[Source data]
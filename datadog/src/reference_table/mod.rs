//! Reference table domain: typed model, wire mapping and remote lifecycle

pub mod error;
pub mod lifecycle;
pub mod lookup;
pub mod mapper;
pub mod model;
pub mod state;

pub use error::{ReferenceTableError, Result};
pub use lifecycle::TableLifecycle;
pub use lookup::{LookupKey, TableLookup};
pub use model::{
    AccessDetails, FieldType, FileMetadata, SchemaField, SourceType, StorageType,
    TableDescriptor, TableSchema,
};
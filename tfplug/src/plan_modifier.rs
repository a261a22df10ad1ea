use crate::types::{Diagnostic, Dynamic};

#[derive(Debug, Clone)]
pub struct PlanModifyRequest {
    pub state: Dynamic,
    pub plan: Dynamic,
    pub config: Dynamic,
    pub attribute_path: String,
}

#[derive(Debug, Clone)]
pub struct PlanModifyResponse {
    pub plan_value: Dynamic,
    pub requires_replace: bool,
    pub diagnostics: Vec<Diagnostic>,
}

/// Trait for modifying terraform plan behavior
///
/// Plan modifiers run after Terraform has generated a plan and can:
/// - Modify the planned value
/// - Mark an attribute as requiring replacement
/// - Add warnings or errors to the plan
pub trait PlanModifier: Send + Sync {
    fn modify_plan(&self, request: PlanModifyRequest) -> PlanModifyResponse;
}

/// Marks an attribute as requiring replacement when it changes
pub struct RequiresReplaceIfChanged;

impl PlanModifier for RequiresReplaceIfChanged {
    fn modify_plan(&self, request: PlanModifyRequest) -> PlanModifyResponse {
        let requires_replace = !matches!(
            (&request.state, &request.plan),
            (Dynamic::Null, Dynamic::Null) | (Dynamic::Unknown, _) | (_, Dynamic::Unknown)
        ) && !values_equal(&request.state, &request.plan);

        PlanModifyResponse {
            plan_value: request.plan,
            requires_replace,
            diagnostics: Vec::new(),
        }
    }
}

/// Uses the current state value when the planned value is unknown
///
/// For computed attributes that never change after creation, so the plan
/// shows the known value instead of "(known after apply)".
pub struct UseStateForUnknown;

impl PlanModifier for UseStateForUnknown {
    fn modify_plan(&self, request: PlanModifyRequest) -> PlanModifyResponse {
        let plan_value = if request.plan.is_unknown() && !request.state.is_null() {
            request.state
        } else {
            request.plan
        };

        PlanModifyResponse {
            plan_value,
            requires_replace: false,
            diagnostics: Vec::new(),
        }
    }
}

/// Helper function to compare two Dynamic values for equality
fn values_equal(a: &Dynamic, b: &Dynamic) -> bool {
    match (a, b) {
        (Dynamic::Null, Dynamic::Null) => true,
        (Dynamic::Bool(a), Dynamic::Bool(b)) => a == b,
        (Dynamic::Number(a), Dynamic::Number(b)) => (a - b).abs() < f64::EPSILON,
        (Dynamic::String(a), Dynamic::String(b)) => a == b,
        (Dynamic::List(a), Dynamic::List(b)) => {
            a.len() == b.len() && a.iter().zip(b.iter()).all(|(x, y)| values_equal(x, y))
        }
        (Dynamic::Map(a), Dynamic::Map(b)) => {
            a.len() == b.len()
                && a.iter()
                    .all(|(k, v)| b.get(k).is_some_and(|v2| values_equal(v, v2)))
        }
        _ => false,
    }
}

_Directions for this task:_ Output all of the entries without altering a single word.

_Reply:_
filename datadog/src/reference_table/mod.rs
//! Reference table domain: typed model, wire mapping and remote lifecycle

pub mod error;
pub mod lifecycle;
pub mod lookup;
pub mod mapper;
pub mod model;
pub mod state;

pub use error::{ReferenceTableError, Result};
pub use lifecycle::TableLifecycle;
pub use lookup::{LookupKey, TableLookup};
pub use model::{
    AccessDetails, FieldType, FileMetadata, SchemaField, SourceType, StorageType,
    TableDescriptor, TableSchema,
};
filename tfplug/src/plan_modifier.rs
repository a261a22df10ad1ea
use crate::types::{Diagnostic, Dynamic};

#[derive(Debug, Clone)]
pub struct PlanModifyRequest {
    pub state: Dynamic,
    pub plan: Dynamic,
    pub config: Dynamic,
    pub attribute_path: String,
}

#[derive(Debug, Clone)]
pub struct PlanModifyResponse {
    pub plan_value: Dynamic,
    pub requires_replace: bool,
    pub diagnostics: Vec<Diagnostic>,
}

/// Trait for modifying terraform plan behavior
///
/// Plan modifiers run after Terraform has generated a plan and can:
/// - Modify the planned value
/// - Mark an attribute as requiring replacement
/// - Add warnings or errors to the plan
pub trait PlanModifier: Send + Sync {
    fn modify_plan(&self, request: PlanModifyRequest) -> PlanModifyResponse;
}

/// Marks an attribute as requiring replacement when it changes
pub struct RequiresReplaceIfChanged;

impl PlanModifier for RequiresReplaceIfChanged {
    fn modify_plan(&self, request: PlanModifyRequest) -> PlanModifyResponse {
        let requires_replace = !matches!(
            (&request.state, &request.plan),
            (Dynamic::Null, Dynamic::Null) | (Dynamic::Unknown, _) | (_, Dynamic::Unknown)
        ) && !values_equal(&request.state, &request.plan);

        PlanModifyResponse {
            plan_value: request.plan,
            requires_replace,
            diagnostics: Vec::new(),
        }
    }
}

/// Uses the current state value when the planned value is unknown
///
/// For computed attributes that never change after creation, so the plan
/// shows the known value instead of "(known after apply)".
pub struct UseStateForUnknown;

impl PlanModifier for UseStateForUnknown {
    fn modify_plan(&self, request: PlanModifyRequest) -> PlanModifyResponse {
        let plan_value = if request.plan.is_unknown() && !request.state.is_null() {
            request.state
        } else {
            request.plan
        };

        PlanModifyResponse {
            plan_value,
            requires_replace: false,
            diagnostics: Vec::new(),
        }
    }
}

/// Helper function to compare two Dynamic values for equality
fn values_equal(a: &Dynamic, b: &Dynamic) -> bool {
    match (a, b) {
        (Dynamic::Null, Dynamic::Null) => true,
        (Dynamic::Bool(a), Dynamic::Bool(b)) => a == b,
        (Dynamic::Number(a), Dynamic::Number(b)) => (a - b).abs() < f64::EPSILON,
        (Dynamic::String(a), Dynamic::String(b)) => a == b,
        (Dynamic::List(a), Dynamic::List(b)) => {
            a.len() == b.len() && a.iter().zip(b.iter()).all(|(x, y)| values_equal(x, y))
        }
        (Dynamic::Map(a), Dynamic::Map(b)) => {
            a.len() == b.len()
                && a.iter()
                    .all(|(k, v)| b.get(k).is_some_and(|v2| values_equal(v, v2)))
        }
        _ => false,
    }
}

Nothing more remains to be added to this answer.